_What you should do_: Reproduce each line below with no alterations.

_Stored data_:

┄┄┄┄┄┄┄┄┄┄┄┄┄┄┄┄┄┄┄┄

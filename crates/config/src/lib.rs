//! Configuration loading, validation, and management for DefenseLab.
//!
//! Loads configuration from `~/.defenselab/config.toml` with environment
//! variable overrides. Validates all settings at startup.

use serde::{Deserialize, Serialize};
use std::path::{Path, PathBuf};
use std::str::FromStr;

/// Comma-separated list of targets the lab may scan.
pub const ALLOWED_TARGETS_ENV: &str = "ALLOWED_TARGETS";

/// Comma-separated list of key names the redactor removes.
pub const SENSITIVE_KEYS_ENV: &str = "SENSITIVE_KEYS";

/// `strict` or `safe_defaults`.
pub const SCAN_POLICY_ENV: &str = "DEFENSELAB_SCAN_POLICY";

/// Loopback targets that are always part of the safe set.
pub const SAFE_DEFAULT_TARGETS: [&str; 3] = ["127.0.0.1", "localhost", "::1"];

/// The root configuration structure.
///
/// Maps directly to `~/.defenselab/config.toml`.
#[derive(Debug, Clone, PartialEq, Serialize, Deserialize)]
pub struct LabConfig {
    /// Targets explicitly allowed. Empty = nothing beyond the safe defaults.
    #[serde(default)]
    pub allowed_targets: Vec<String>,

    /// Keys removed by the redactor
    #[serde(default = "default_sensitive_keys")]
    pub sensitive_keys: Vec<String>,

    /// How the scanner treats targets missing from `allowed_targets`
    #[serde(default)]
    pub scan_policy: TargetPolicy,

    /// Targets admitted under `TargetPolicy::SafeDefaults` in addition to
    /// `SAFE_DEFAULT_TARGETS`. Entries can only add to the fixed set.
    #[serde(default)]
    pub extra_safe_targets: Vec<String>,
}

/// Gate applied by the mock scanner.
#[derive(Debug, Clone, Copy, Default, PartialEq, Eq, Serialize, Deserialize)]
#[serde(rename_all = "snake_case")]
pub enum TargetPolicy {
    /// Only explicitly allowed targets; an empty allow-list denies everything.
    Strict,
    /// Explicitly allowed targets plus the safe loopback defaults.
    #[default]
    SafeDefaults,
}

impl FromStr for TargetPolicy {
    type Err = ConfigError;

    fn from_str(s: &str) -> Result<Self, Self::Err> {
        match s.trim().to_lowercase().as_str() {
            "strict" => Ok(Self::Strict),
            "safe_defaults" | "safe-defaults" => Ok(Self::SafeDefaults),
            other => Err(ConfigError::ValidationError(format!(
                "unknown scan policy '{other}' (expected 'strict' or 'safe_defaults')"
            ))),
        }
    }
}

pub fn default_sensitive_keys() -> Vec<String> {
    vec![
        "api_key".into(),
        "password".into(),
        "secret".into(),
        "token".into(),
    ]
}

/// Split a comma-separated value, trimming each entry and dropping blanks.
///
/// `" a, ,b ,"` parses to `["a", "b"]`.
pub fn parse_list(raw: &str) -> Vec<String> {
    raw.split(',')
        .map(str::trim)
        .filter(|s| !s.is_empty())
        .map(String::from)
        .collect()
}

impl LabConfig {
    /// Load configuration from the default path (~/.defenselab/config.toml),
    /// then apply environment overrides.
    pub fn load() -> Result<Self, ConfigError> {
        let config_path = Self::config_dir().join("config.toml");
        let mut config = Self::read_file(&config_path)?;
        config.apply_env_overrides();
        config.validate()?;
        Ok(config)
    }

    /// Defaults plus environment overrides, without touching the filesystem.
    ///
    /// Reads the environment at call time, so repeated calls observe
    /// changes immediately.
    pub fn from_env() -> Self {
        let mut config = Self::default();
        config.apply_env_overrides();
        config
    }

    /// Load and validate configuration from a specific file path.
    pub fn load_from(path: &Path) -> Result<Self, ConfigError> {
        let config = Self::read_file(path)?;
        config.validate()?;
        Ok(config)
    }

    /// Parse a config file without validating it, so that environment
    /// overrides get a chance to replace invalid entries first.
    fn read_file(path: &Path) -> Result<Self, ConfigError> {
        if !path.exists() {
            tracing::info!("No config file found at {}, using defaults", path.display());
            return Ok(Self::default());
        }

        let content = std::fs::read_to_string(path).map_err(|e| ConfigError::ReadError {
            path: path.to_path_buf(),
            reason: e.to_string(),
        })?;

        toml::from_str(&content).map_err(|e| ConfigError::ParseError {
            path: path.to_path_buf(),
            reason: e.to_string(),
        })
    }

    /// Apply `ALLOWED_TARGETS`, `SENSITIVE_KEYS` and `DEFENSELAB_SCAN_POLICY`
    /// from the process environment.
    pub fn apply_env_overrides(&mut self) {
        self.apply_overrides(|key| std::env::var(key).ok());
    }

    /// Apply overrides from an arbitrary variable lookup.
    ///
    /// - `ALLOWED_TARGETS`, when set, replaces the list (an empty value
    ///   clears it).
    /// - `SENSITIVE_KEYS` replaces the list only if it names at least one key.
    /// - An unparseable scan policy is ignored with a warning.
    pub fn apply_overrides<F>(&mut self, lookup: F)
    where
        F: Fn(&str) -> Option<String>,
    {
        if let Some(raw) = lookup(ALLOWED_TARGETS_ENV) {
            self.allowed_targets = parse_list(&raw);
        }

        if let Some(raw) = lookup(SENSITIVE_KEYS_ENV) {
            let keys = parse_list(&raw);
            if keys.is_empty() {
                tracing::debug!("{SENSITIVE_KEYS_ENV} names no keys, keeping configured set");
            } else {
                self.sensitive_keys = keys;
            }
        }

        if let Some(raw) = lookup(SCAN_POLICY_ENV) {
            match raw.parse::<TargetPolicy>() {
                Ok(policy) => self.scan_policy = policy,
                Err(e) => tracing::warn!(value = %raw, "Ignoring {SCAN_POLICY_ENV}: {e}"),
            }
        }
    }

    /// Get the configuration directory path.
    pub fn config_dir() -> PathBuf {
        dirs_home().join(".defenselab")
    }

    /// Validate the configuration.
    pub fn validate(&self) -> Result<(), ConfigError> {
        let lists = [
            ("allowed_targets", &self.allowed_targets),
            ("sensitive_keys", &self.sensitive_keys),
            ("extra_safe_targets", &self.extra_safe_targets),
        ];
        for (name, entries) in lists {
            if entries.iter().any(|e| e.trim().is_empty()) {
                return Err(ConfigError::ValidationError(format!(
                    "{name} must not contain blank entries"
                )));
            }
        }

        Ok(())
    }
}

impl Default for LabConfig {
    fn default() -> Self {
        Self {
            allowed_targets: vec![],
            sensitive_keys: default_sensitive_keys(),
            scan_policy: TargetPolicy::default(),
            extra_safe_targets: vec![],
        }
    }
}

/// Get the user's home directory.
fn dirs_home() -> PathBuf {
    #[cfg(target_os = "windows")]
    {
        std::env::var("USERPROFILE")
            .map(PathBuf::from)
            .unwrap_or_else(|_| PathBuf::from("C:\\Users\\Default"))
    }
    #[cfg(not(target_os = "windows"))]
    {
        std::env::var("HOME")
            .map(PathBuf::from)
            .unwrap_or_else(|_| PathBuf::from("/tmp"))
    }
}

/// Configuration errors.
#[derive(Debug, thiserror::Error)]
pub enum ConfigError {
    #[error("Failed to read config file at {path}: {reason}")]
    ReadError { path: PathBuf, reason: String },

    #[error("Failed to parse config file at {path}: {reason}")]
    ParseError { path: PathBuf, reason: String },

    #[error("Configuration validation failed: {0}")]
    ValidationError(String),
}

┄┄┄┄┄┄┄┄┄┄┄┄┄┄┄┄┄┄┄┄

_Output for this task_:
filename crates/config/src/lib.rs
//! Configuration loading, validation, and management for DefenseLab.
//!
//! Loads configuration from `~/.defenselab/config.toml` with environment
//! variable overrides. Validates all settings at startup.

use serde::{Deserialize, Serialize};
use std::path::{Path, PathBuf};
use std::str::FromStr;

/// Comma-separated list of targets the lab may scan.
pub const ALLOWED_TARGETS_ENV: &str = "ALLOWED_TARGETS";

/// Comma-separated list of key names the redactor removes.
pub const SENSITIVE_KEYS_ENV: &str = "SENSITIVE_KEYS";

/// `strict` or `safe_defaults`.
pub const SCAN_POLICY_ENV: &str = "DEFENSELAB_SCAN_POLICY";

/// Loopback targets that are always part of the safe set.
pub const SAFE_DEFAULT_TARGETS: [&str; 3] = ["127.0.0.1", "localhost", "::1"];

/// The root configuration structure.
///
/// Maps directly to `~/.defenselab/config.toml`.
#[derive(Debug, Clone, PartialEq, Serialize, Deserialize)]
pub struct LabConfig {
    /// Targets explicitly allowed. Empty = nothing beyond the safe defaults.
    #[serde(default)]
    pub allowed_targets: Vec<String>,

    /// Keys removed by the redactor
    #[serde(default = "default_sensitive_keys")]
    pub sensitive_keys: Vec<String>,

    /// How the scanner treats targets missing from `allowed_targets`
    #[serde(default)]
    pub scan_policy: TargetPolicy,

    /// Targets admitted under `TargetPolicy::SafeDefaults` in addition to
    /// `SAFE_DEFAULT_TARGETS`. Entries can only add to the fixed set.
    #[serde(default)]
    pub extra_safe_targets: Vec<String>,
}

/// Gate applied by the mock scanner.
#[derive(Debug, Clone, Copy, Default, PartialEq, Eq, Serialize, Deserialize)]
#[serde(rename_all = "snake_case")]
pub enum TargetPolicy {
    /// Only explicitly allowed targets; an empty allow-list denies everything.
    Strict,
    /// Explicitly allowed targets plus the safe loopback defaults.
    #[default]
    SafeDefaults,
}

impl FromStr for TargetPolicy {
    type Err = ConfigError;

    fn from_str(s: &str) -> Result<Self, Self::Err> {
        match s.trim().to_lowercase().as_str() {
            "strict" => Ok(Self::Strict),
            "safe_defaults" | "safe-defaults" => Ok(Self::SafeDefaults),
            other => Err(ConfigError::ValidationError(format!(
                "unknown scan policy '{other}' (expected 'strict' or 'safe_defaults')"
            ))),
        }
    }
}

pub fn default_sensitive_keys() -> Vec<String> {
    vec![
        "api_key".into(),
        "password".into(),
        "secret".into(),
        "token".into(),
    ]
}

/// Split a comma-separated value, trimming each entry and dropping blanks.
///
/// `" a, ,b ,"` parses to `["a", "b"]`.
pub fn parse_list(raw: &str) -> Vec<String> {
    raw.split(',')
        .map(str::trim)
        .filter(|s| !s.is_empty())
        .map(String::from)
        .collect()
}

impl LabConfig {
    /// Load configuration from the default path (~/.defenselab/config.toml),
    /// then apply environment overrides.
    pub fn load() -> Result<Self, ConfigError> {
        let config_path = Self::config_dir().join("config.toml");
        let mut config = Self::read_file(&config_path)?;
        config.apply_env_overrides();
        config.validate()?;
        Ok(config)
    }

    /// Defaults plus environment overrides, without touching the filesystem.
    ///
    /// Reads the environment at call time, so repeated calls observe
    /// changes immediately.
    pub fn from_env() -> Self {
        let mut config = Self::default();
        config.apply_env_overrides();
        config
    }

    /// Load and validate configuration from a specific file path.
    pub fn load_from(path: &Path) -> Result<Self, ConfigError> {
        let config = Self::read_file(path)?;
        config.validate()?;
        Ok(config)
    }

    /// Parse a config file without validating it, so that environment
    /// overrides get a chance to replace invalid entries first.
    fn read_file(path: &Path) -> Result<Self, ConfigError> {
        if !path.exists() {
            tracing::info!("No config file found at {}, using defaults", path.display());
            return Ok(Self::default());
        }

        let content = std::fs::read_to_string(path).map_err(|e| ConfigError::ReadError {
            path: path.to_path_buf(),
            reason: e.to_string(),
        })?;

        toml::from_str(&content).map_err(|e| ConfigError::ParseError {
            path: path.to_path_buf(),
            reason: e.to_string(),
        })
    }

    /// Apply `ALLOWED_TARGETS`, `SENSITIVE_KEYS` and `DEFENSELAB_SCAN_POLICY`
    /// from the process environment.
    pub fn apply_env_overrides(&mut self) {
        self.apply_overrides(|key| std::env::var(key).ok());
    }

    /// Apply overrides from an arbitrary variable lookup.
    ///
    /// - `ALLOWED_TARGETS`, when set, replaces the list (an empty value
    ///   clears it).
    /// - `SENSITIVE_KEYS` replaces the list only if it names at least one key.
    /// - An unparseable scan policy is ignored with a warning.
    pub fn apply_overrides<F>(&mut self, lookup: F)
    where
        F: Fn(&str) -> Option<String>,
    {
        if let Some(raw) = lookup(ALLOWED_TARGETS_ENV) {
            self.allowed_targets = parse_list(&raw);
        }

        if let Some(raw) = lookup(SENSITIVE_KEYS_ENV) {
            let keys = parse_list(&raw);
            if keys.is_empty() {
                tracing::debug!("{SENSITIVE_KEYS_ENV} names no keys, keeping configured set");
            } else {
                self.sensitive_keys = keys;
            }
        }

        if let Some(raw) = lookup(SCAN_POLICY_ENV) {
            match raw.parse::<TargetPolicy>() {
                Ok(policy) => self.scan_policy = policy,
                Err(e) => tracing::warn!(value = %raw, "Ignoring {SCAN_POLICY_ENV}: {e}"),
            }
        }
    }

    /// Get the configuration directory path.
    pub fn config_dir() -> PathBuf {
        dirs_home().join(".defenselab")
    }

    /// Validate the configuration.
    pub fn validate(&self) -> Result<(), ConfigError> {
        let lists = [
            ("allowed_targets", &self.allowed_targets),
            ("sensitive_keys", &self.sensitive_keys),
            ("extra_safe_targets", &self.extra_safe_targets),
        ];
        for (name, entries) in lists {
            if entries.iter().any(|e| e.trim().is_empty()) {
                return Err(ConfigError::ValidationError(format!(
                    "{name} must not contain blank entries"
                )));
            }
        }

        Ok(())
    }
}

impl Default for LabConfig {
    fn default() -> Self {
        Self {
            allowed_targets: vec![],
            sensitive_keys: default_sensitive_keys(),
            scan_policy: TargetPolicy::default(),
            extra_safe_targets: vec![],
        }
    }
}

/// Get the user's home directory.
fn dirs_home() -> PathBuf {
    #[cfg(target_os = "windows")]
    {
        std::env::var("USERPROFILE")
            .map(PathBuf::from)
            .unwrap_or_else(|_| PathBuf::from("C:\\Users\\Default"))
    }
    #[cfg(not(target_os = "windows"))]
    {
        std::env::var("HOME")
            .map(PathBuf::from)
            .unwrap_or_else(|_| PathBuf::from("/tmp"))
    }
}

/// Configuration errors.
#[derive(Debug, thiserror::Error)]
pub enum ConfigError {
    #[error("Failed to read config file at {path}: {reason}")]
    ReadError { path: PathBuf, reason: String },

    #[error("Failed to parse config file at {path}: {reason}")]
    ParseError { path: PathBuf, reason: String },

    #[error("Configuration validation failed: {0}")]
    ValidationError(String),
}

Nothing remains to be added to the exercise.